The technology has been used throughout Europe for many years to help reduce waste and is a requirement in Germany, according to Leclerc. It's increasing in popularity in the U.S., as well, with Boston using 12 digestion chambers that are much larger than the one in Nashua is,
Motivating the trend is cost savings. The Nashua plant, which receives 12 million gallons of wastewater from across Nashua and Hudson, has so far saved $1 million a year in sludge-hauling fees and $120,000 on electric bills.
So how does the system work?
When sewage water comes in, treatment plants typically remove food scraps and other large solids and add micro-organisms that break down toxins, Leclerc says. After that process, treatment plants disinfect the
wastewater, and further separate water from smaller solids. Purified liquid is then discharged into local streams, leaving large amounts of sediment behind.
Many treatment plants have this sludge trucked to landfills. But at the Nashua plant, the sludge goes directly into the anaerobic digestion chamber.
The chamber has two pipes running through it -- one that sends the sludge upward and another that sends it downward. That prompts a constant and thorough mixing of sludge, Leclerc said.
"There is no dead spot in this tank," he said.
The micro-organisms used for anaerobic digestion are different from those used for removing toxins from wastewater, according to Leclerc. The digestion chamber has no air inside, so the bugs take oxygen from sludge components. The key is to keep the chamber inside at 92 degrees Fahrenheit to promote the biological process, Leclerc said.
In the end, the sediments are reduced in half, and the methane gas -- the byproduct of the process -- is sucked into a purification compartment, where workers add wood chips that are impregnated with iron oxide to the gas to remove hydrogen sulfate from it. The wastewater treatment center then uses the gas to run a generator, and uses the electricity to run the anaerobic digestion complex and parts of the plant.

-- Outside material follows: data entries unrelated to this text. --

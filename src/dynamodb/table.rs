//! Table descriptors and the bound table facade.
//!
//! A [`TableDescriptor`] is the static definition of a table: its name, its
//! primary key, and any named secondary indexes. It is constructed once at
//! startup and shared read-only by every operation. [`Table`] binds a
//! descriptor to a [`StoreClient`] and exposes the CRUD, query, and batch
//! operations with client and table arguments curried away.

use std::collections::BTreeMap;
use tracing::debug;

use crate::dynamodb::batch::{self, BatchItem};
use crate::dynamodb::client::{QueryRequest, StoreClient, UpdateRequest};
use crate::dynamodb::expression::{
    build_prefix_query_expression, build_query_expression, build_update_expression, Patch,
    QueryExpression,
};
use crate::dynamodb::schema::SchemaValidator;
use crate::dynamodb::{Attributes, Item};
use crate::error::DynamoError;

/// Opaque pagination token: the last evaluated key of a previous page,
/// echoed back verbatim to continue a query.
pub type Cursor = Attributes;

/// A partition attribute plus an optional sort attribute.
#[derive(Debug, Clone, PartialEq, Eq)]
pub struct PrimaryKey {
    partition: String,
    sort: Option<String>,
}

impl PrimaryKey {
    /// Creates a partition-only primary key.
    pub fn new(partition: impl Into<String>) -> Self {
        Self {
            partition: partition.into(),
            sort: None,
        }
    }

    /// Adds a sort attribute.
    ///
    /// # Panics
    ///
    /// Panics if the sort attribute equals the partition attribute.
    pub fn with_sort(mut self, sort: impl Into<String>) -> Self {
        let sort = sort.into();
        assert_ne!(
            sort, self.partition,
            "sort attribute must differ from partition attribute"
        );
        self.sort = Some(sort);
        self
    }

    /// The partition attribute name.
    pub fn partition(&self) -> &str {
        &self.partition
    }

    /// The sort attribute name, if declared.
    pub fn sort(&self) -> Option<&str> {
        self.sort.as_deref()
    }

    /// Partition attribute followed by the sort attribute, if declared.
    pub(crate) fn attributes(&self) -> impl Iterator<Item = &str> {
        std::iter::once(self.partition()).chain(self.sort())
    }
}

/// Static definition of a table: name, primary key, and named secondary
/// indexes. Immutable once constructed.
///
/// # Example
///
/// ```
/// use dynamo_helpers::dynamodb::{PrimaryKey, TableDescriptor};
///
/// let descriptor = TableDescriptor::new(
///     "products",
///     PrimaryKey::new("category").with_sort("product_name"),
/// )
/// .with_index("by-brand", PrimaryKey::new("brand").with_sort("price"));
/// ```
#[derive(Debug, Clone)]
pub struct TableDescriptor {
    name: String,
    primary_key: PrimaryKey,
    secondary_indexes: BTreeMap<String, PrimaryKey>,
}

impl TableDescriptor {
    /// Creates a descriptor with no secondary indexes.
    pub fn new(name: impl Into<String>, primary_key: PrimaryKey) -> Self {
        Self {
            name: name.into(),
            primary_key,
            secondary_indexes: BTreeMap::new(),
        }
    }

    /// Declares a named secondary index.
    pub fn with_index(mut self, name: impl Into<String>, keys: PrimaryKey) -> Self {
        self.secondary_indexes.insert(name.into(), keys);
        self
    }

    /// The table name.
    pub fn name(&self) -> &str {
        &self.name
    }

    /// The table's primary key.
    pub fn primary_key(&self) -> &PrimaryKey {
        &self.primary_key
    }

    /// The declared secondary indexes.
    pub fn secondary_indexes(&self) -> &BTreeMap<String, PrimaryKey> {
        &self.secondary_indexes
    }

    /// Returns the effective key pair for a request: the primary key when
    /// `index_name` is `None`, otherwise the named secondary index.
    pub fn resolve_keys(&self, index_name: Option<&str>) -> Result<&PrimaryKey, DynamoError> {
        match index_name {
            None => Ok(&self.primary_key),
            Some(name) => self
                .secondary_indexes
                .get(name)
                .ok_or_else(|| DynamoError::IndexNotFound(name.to_string())),
        }
    }
}

/// Query scan direction, mapped to the store's scan-index-forward flag.
#[derive(Debug, Clone, Copy, PartialEq, Eq)]
pub enum Order {
    Ascending,
    Descending,
}

/// Optional query parameters.
///
/// The expression overrides replace the generated clause entirely (no
/// merging); supply `expression_attribute_names` / `values` alongside a
/// custom condition when it references placeholders the generic builder
/// would not emit.
#[derive(Debug, Clone, Default)]
pub struct QueryOptions {
    /// Query a named secondary index instead of the primary key.
    pub index_name: Option<String>,
    /// Replaces the generated key condition.
    pub key_condition_expression: Option<String>,
    /// Replaces the generated filter expression.
    pub filter_expression: Option<String>,
    /// Replaces the generated name placeholder map.
    pub expression_attribute_names: Option<std::collections::HashMap<String, String>>,
    /// Replaces the generated value placeholder map.
    pub expression_attribute_values: Option<Attributes>,
    pub order: Option<Order>,
    pub limit: Option<i32>,
    /// Continuation token from a previous page, passed through unmodified.
    pub cursor: Option<Cursor>,
}

/// Optional update parameters.
#[derive(Debug, Clone, Default)]
pub struct UpdateOptions {
    /// Replaces the generated `SET`/`REMOVE` expression.
    pub update_expression: Option<String>,
}

/// One page of validated query results.
#[derive(Debug, Clone)]
pub struct QueryOutput {
    pub items: Vec<Item>,
    /// Present when the store reports more pages; feed back through
    /// [`QueryOptions::cursor`] to continue.
    pub cursor: Option<Cursor>,
}

/// A table descriptor bound to a store client.
#[derive(Debug)]
pub struct Table<C> {
    client: C,
    descriptor: TableDescriptor,
}

impl<C: StoreClient> Table<C> {
    pub fn new(client: C, descriptor: TableDescriptor) -> Self {
        Self { client, descriptor }
    }

    pub fn descriptor(&self) -> &TableDescriptor {
        &self.descriptor
    }

    fn require_primary_key(&self, key: &Item, operation: &str) -> Result<(), DynamoError> {
        for attribute in self.descriptor.primary_key().attributes() {
            if !key.contains(attribute) {
                return Err(DynamoError::missing_key(attribute, operation));
            }
        }
        Ok(())
    }

    /// Fetches a single item by primary key.
    ///
    /// Fails with `MissingKey` before any network call if the partition or
    /// declared sort attribute is absent from `key`. Returns `None` when the
    /// store reports no item; otherwise the response is validated against
    /// `schema`.
    pub async fn get<S: SchemaValidator>(
        &self,
        schema: &S,
        key: Item,
    ) -> Result<Option<Item>, DynamoError> {
        self.require_primary_key(&key, "get")?;
        let response = self
            .client
            .get_item(self.descriptor.name(), key.into_attributes())
            .await?;
        let Some(attributes) = response else {
            return Ok(None);
        };
        let validated = schema
            .validate(&Item::from(attributes))
            .map_err(|source| DynamoError::schema_mismatch("get result", source))?;
        Ok(Some(validated))
    }

    /// Queries the table (or a named secondary index) by attribute
    /// equality.
    ///
    /// The key condition is generated from the partition (and, when
    /// supplied, sort) attribute; every other supplied attribute becomes a
    /// post-key filter clause. Response items are validated individually.
    pub async fn query<S: SchemaValidator>(
        &self,
        schema: &S,
        attributes: Item,
        options: QueryOptions,
    ) -> Result<QueryOutput, DynamoError> {
        let keys = self.descriptor.resolve_keys(options.index_name.as_deref())?;
        let expression = build_query_expression(keys, &attributes)?;
        self.dispatch_query(schema, expression, options).await
    }

    /// Like [`Table::query`], but matches sort-key values by prefix
    /// (`begins_with`) instead of equality.
    pub async fn query_by_prefix<S: SchemaValidator>(
        &self,
        schema: &S,
        attributes: Item,
        options: QueryOptions,
    ) -> Result<QueryOutput, DynamoError> {
        let keys = self.descriptor.resolve_keys(options.index_name.as_deref())?;
        let expression = build_prefix_query_expression(keys, &attributes)?;
        self.dispatch_query(schema, expression, options).await
    }

    async fn dispatch_query<S: SchemaValidator>(
        &self,
        schema: &S,
        expression: QueryExpression,
        options: QueryOptions,
    ) -> Result<QueryOutput, DynamoError> {
        let request = QueryRequest {
            table_name: self.descriptor.name().to_string(),
            index_name: options.index_name,
            names: options
                .expression_attribute_names
                .unwrap_or(expression.names),
            values: options
                .expression_attribute_values
                .unwrap_or(expression.values),
            key_condition_expression: options
                .key_condition_expression
                .unwrap_or(expression.key_condition),
            filter_expression: options.filter_expression.or(expression.filter),
            scan_forward: options.order.map(|order| order == Order::Ascending),
            limit: options.limit,
            exclusive_start_key: options.cursor,
        };

        let response = self.client.query(request).await?;
        debug!(
            "Query on '{}' returned {} items",
            self.descriptor.name(),
            response.items.len()
        );

        let items = response
            .items
            .into_iter()
            .map(|attributes| {
                schema
                    .validate(&Item::from(attributes))
                    .map_err(|source| DynamoError::schema_mismatch("query result", source))
            })
            .collect::<Result<Vec<_>, _>>()?;

        Ok(QueryOutput {
            items,
            cursor: response.last_evaluated_key,
        })
    }

    /// Validates `item` against `schema` and writes it unconditionally,
    /// returning the validated item.
    pub async fn create<S: SchemaValidator>(
        &self,
        schema: &S,
        item: Item,
    ) -> Result<Item, DynamoError> {
        let validated = schema
            .validate(&item)
            .map_err(|source| DynamoError::schema_mismatch("item", source))?;
        self.client
            .put_item(self.descriptor.name(), validated.clone().into_attributes())
            .await?;
        Ok(validated)
    }

    /// Applies a patch to a single item.
    ///
    /// The patch must carry the partition (and declared sort) attribute as
    /// assignments; they identify the item and never enter the update
    /// expression. Key attributes and the remaining assignments are
    /// validated separately as partial shapes. Returns the validated
    /// non-key assignments.
    pub async fn update<S: SchemaValidator>(
        &self,
        schema: &S,
        patch: Patch,
        options: UpdateOptions,
    ) -> Result<Item, DynamoError> {
        let keys = self.descriptor.primary_key();

        let mut key_item = Item::new();
        for attribute in keys.attributes() {
            match patch.get(attribute) {
                Some(Some(value)) => {
                    key_item = key_item.set(attribute, value.clone());
                }
                _ => return Err(DynamoError::missing_key(attribute, "update")),
            }
        }
        let key = schema
            .validate_partial(&key_item)
            .map_err(|source| DynamoError::schema_mismatch("key", source))?;

        let mut assignments = Item::new();
        let mut changes = Patch::new();
        for (attribute, entry) in patch.iter() {
            if keys.attributes().any(|key_attribute| key_attribute == attribute.as_str()) {
                continue;
            }
            match entry {
                Some(value) => {
                    assignments = assignments.set(attribute.clone(), value.clone());
                    changes = changes.set(attribute.clone(), value.clone());
                }
                None => changes = changes.unset(attribute.clone()),
            }
        }
        let validated = schema
            .validate_partial(&assignments)
            .map_err(|source| DynamoError::schema_mismatch("update attributes", source))?;

        let expression = build_update_expression(&changes)?;
        let request = UpdateRequest {
            table_name: self.descriptor.name().to_string(),
            key: key.into_attributes(),
            update_expression: options
                .update_expression
                .unwrap_or(expression.expression),
            names: expression.names,
            values: expression.values,
        };
        self.client.update_item(request).await?;
        Ok(validated)
    }

    /// Deletes a single item by primary key, enforcing the same
    /// key-presence rule as [`Table::get`].
    pub async fn remove(&self, key: Item) -> Result<(), DynamoError> {
        self.require_primary_key(&key, "remove")?;
        self.client
            .delete_item(self.descriptor.name(), key.into_attributes())
            .await
    }

    /// Validates and dispatches a heterogeneous list of put/delete
    /// requests in chunks of at most 25. See the `batch` module docs for
    /// the chunking and partial-failure semantics.
    pub async fn batch_write<S: SchemaValidator>(
        &self,
        schema: &S,
        requests: Vec<BatchItem>,
    ) -> Result<(), DynamoError> {
        batch::batch_write(&self.client, &self.descriptor, schema, requests).await
    }
}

The electricity has so far reduced the plant's $60,000-a-month electric bills to $50,000, about a 17 percent savings. The sludge that comes out of the digestion chamber after the anaerobic process is applied to cornfields in central New Hampshire to help enrich the soil, although the plant pays a contractor for shipment.
The city spent $10 million to construct the anaerobic digestion complex. Updating the system is also costly; a new generator cost the plant $460,000.
But, at the savings rate of $1.1 million a year, the investment more than pays off, Leclerc said. More importantly, he added, it helps reduce waste and save the environment.